The superlative is dominant from the very beginning. Life at the castle of Thunder-ten-tronckh is utopian, a life of perfect happiness. It is a "most beautiful castle. Pangloss is presented as an oracle, the wisest philosopher in the realm. Already the absurd is opposed to the absurd.

We learn that this most beautiful and agreeable of all possible castles, as Voltaire calls it in the last sentence in the chapter, is crude enough, what with its one door and window and its one tapestry. The baroness is obese; the baron obviously a primitive character.

But all this exaggeration, all the superlatives prepare the reader for the dire events which are to follow. The author used a variety of forms to oppose Optimism. The formula "best of all possible worlds" appears again and again only to be refuted with satiric and ironic sting.

One of these forms involves a type of understatement. Candide is master of it — inadvertently so.LETTER I. By your permission I lay before you, in a series of letters, the results of my researches upon beauty and art.

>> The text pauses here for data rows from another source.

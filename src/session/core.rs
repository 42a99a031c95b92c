use log::{debug, info, warn};

use crate::config::ClientConfig;
use crate::console::Console;
use crate::error::ClientError;
use crate::protocol::ControlReply;
use crate::session::request::SessionRequest;
use crate::session::state::SessionState;
use crate::session::watch::{Readiness, Role, WatchSet};
use crate::transfer::{ControlChannel, DataListener, TransferOutcome, handle_transfer};

/// One request/transfer exchange with the server.
///
/// The control connection, the data listener and the accepted data
/// connection live only for the duration of `run` and are closed on every
/// way out of it.
pub struct Session {
    request: SessionRequest,
    config: ClientConfig,
    state: SessionState,
}

impl Session {
    pub fn new(request: SessionRequest, config: ClientConfig) -> Self {
        Self {
            request,
            config,
            state: SessionState::default(),
        }
    }

    pub fn state(&self) -> SessionState {
        self.state
    }

    /// Runs the session to a terminal state.
    ///
    /// A server error reply is returned as `ClientError::ControlProtocol`
    /// carrying the server's text. Declining to overwrite an existing file is
    /// a successful outcome.
    pub async fn run<C: Console>(&mut self, console: &mut C) -> Result<TransferOutcome, ClientError> {
        let result = self.drive(console).await;
        match &result {
            Ok(outcome) => {
                self.transition(SessionState::Done);
                debug!("Session finished: {:?}", outcome);
            }
            Err(e) => {
                self.transition(SessionState::Failed);
                warn!("Session failed: {}", e);
            }
        }
        result
    }

    async fn drive<C: Console>(&mut self, console: &mut C) -> Result<TransferOutcome, ClientError> {
        self.transition(SessionState::Connecting);
        let control =
            ControlChannel::connect(&self.request.host, self.request.control_port).await?;

        // Listen before the handshake so the server can never connect first.
        let data_socket = self
            .config
            .data_socket(self.request.data_port)
            .map_err(|e| ClientError::Config(e.to_string()))?;
        let listener = DataListener::bind(data_socket, self.config.listen_backlog)?;

        let mut watch = WatchSet::new(control, listener);
        self.send_handshake(&mut watch).await?;
        self.transition(SessionState::HandshakeSent);

        let mut scratch = vec![0u8; self.config.chunk_size];

        loop {
            match watch.wait(&mut scratch).await {
                Readiness::Control(reply) => match reply? {
                    (ControlReply::Error(message), _) => {
                        info!("Server replied with an error: {}", message);
                        return Err(ClientError::ControlProtocol(message));
                    }
                    (ControlReply::Accepted, 0) => {
                        debug!("Server closed the control connection");
                        watch.close(Role::Control);
                    }
                    (ControlReply::Accepted, n) => {
                        debug!("Ignoring {} bytes of padding on control connection", n);
                    }
                },
                Readiness::Listener(accepted) => {
                    let (stream, peer_addr) = accepted?;
                    watch.attach_data(stream);
                    // One data connection per session.
                    watch.close(Role::Listener);
                    self.transition(SessionState::AwaitingData);
                    debug!("Watching data connection from {}", peer_addr);
                }
                Readiness::Data(ready) => {
                    ready.map_err(ClientError::DataChannel)?;
                    self.transition(SessionState::Transferring);

                    let Some(stream) = watch.data_mut() else {
                        continue;
                    };
                    let outcome = handle_transfer(
                        &self.request.command,
                        stream,
                        &self.config.download_dir,
                        self.config.chunk_size,
                        console,
                    )
                    .await?;
                    watch.close(Role::Data);
                    return Ok(outcome);
                }
                Readiness::Idle => {
                    return Err(ClientError::Io(std::io::Error::other(
                        "no sockets left to wait on",
                    )));
                }
            }
        }
    }

    async fn send_handshake(&self, watch: &mut WatchSet) -> Result<(), ClientError> {
        let delay = self.config.handshake_delay();
        let Some(control) = watch.control_mut() else {
            return Err(ClientError::Io(std::io::Error::other(
                "control connection is not open",
            )));
        };
        control
            .send_handshake(
                self.request.data_port,
                &self.request.command,
                self.config.handshake,
                delay,
            )
            .await
    }

    fn transition(&mut self, next: SessionState) {
        if self.state != next {
            debug!("Session state {} -> {}", self.state, next);
            self.state = next;
        }
    }
}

The principles of satire and humor in candide by voltaire

I am keenly sensible of the importance as . Candide is widely thought to be Voltaire’s sarcastic retort to Leibniz. In this quotation, Voltaire attacks not only philosophical optimism but also the foibles and errors of Enlightenment philosophy.

Enlightenment philosophers such as Leibniz focused a great deal of attention on the interplay of cause and effect. Pangloss’s argument about. Seeing as this is an English course, the second aim will be to develop skills necessary for students to be effective readers and writers.

The cultivation of these abilities will not only aid students in their exploration of violence in literature, but in any other analytical work they may need to do in the future.

Voltaire Exposes the Fallacy of Optimism in Candide - Voltaire was the French author of the novella Candide, also known as "Optimism" (Durant and Durant ).

Spelling. Voltaire disaster attacks the principles of satire and humor in candide by voltaire Pope's principle that all that is.

The principles of satire and humor in candide by voltaire

The main method of Candide's satire is to contrast ironically great tragedy and comedy. citing Voltaire's negative descriptions of Martin's principles and the conclusion of the work in which Martin plays little part.

It was at least partly based on Voltaire's Candide.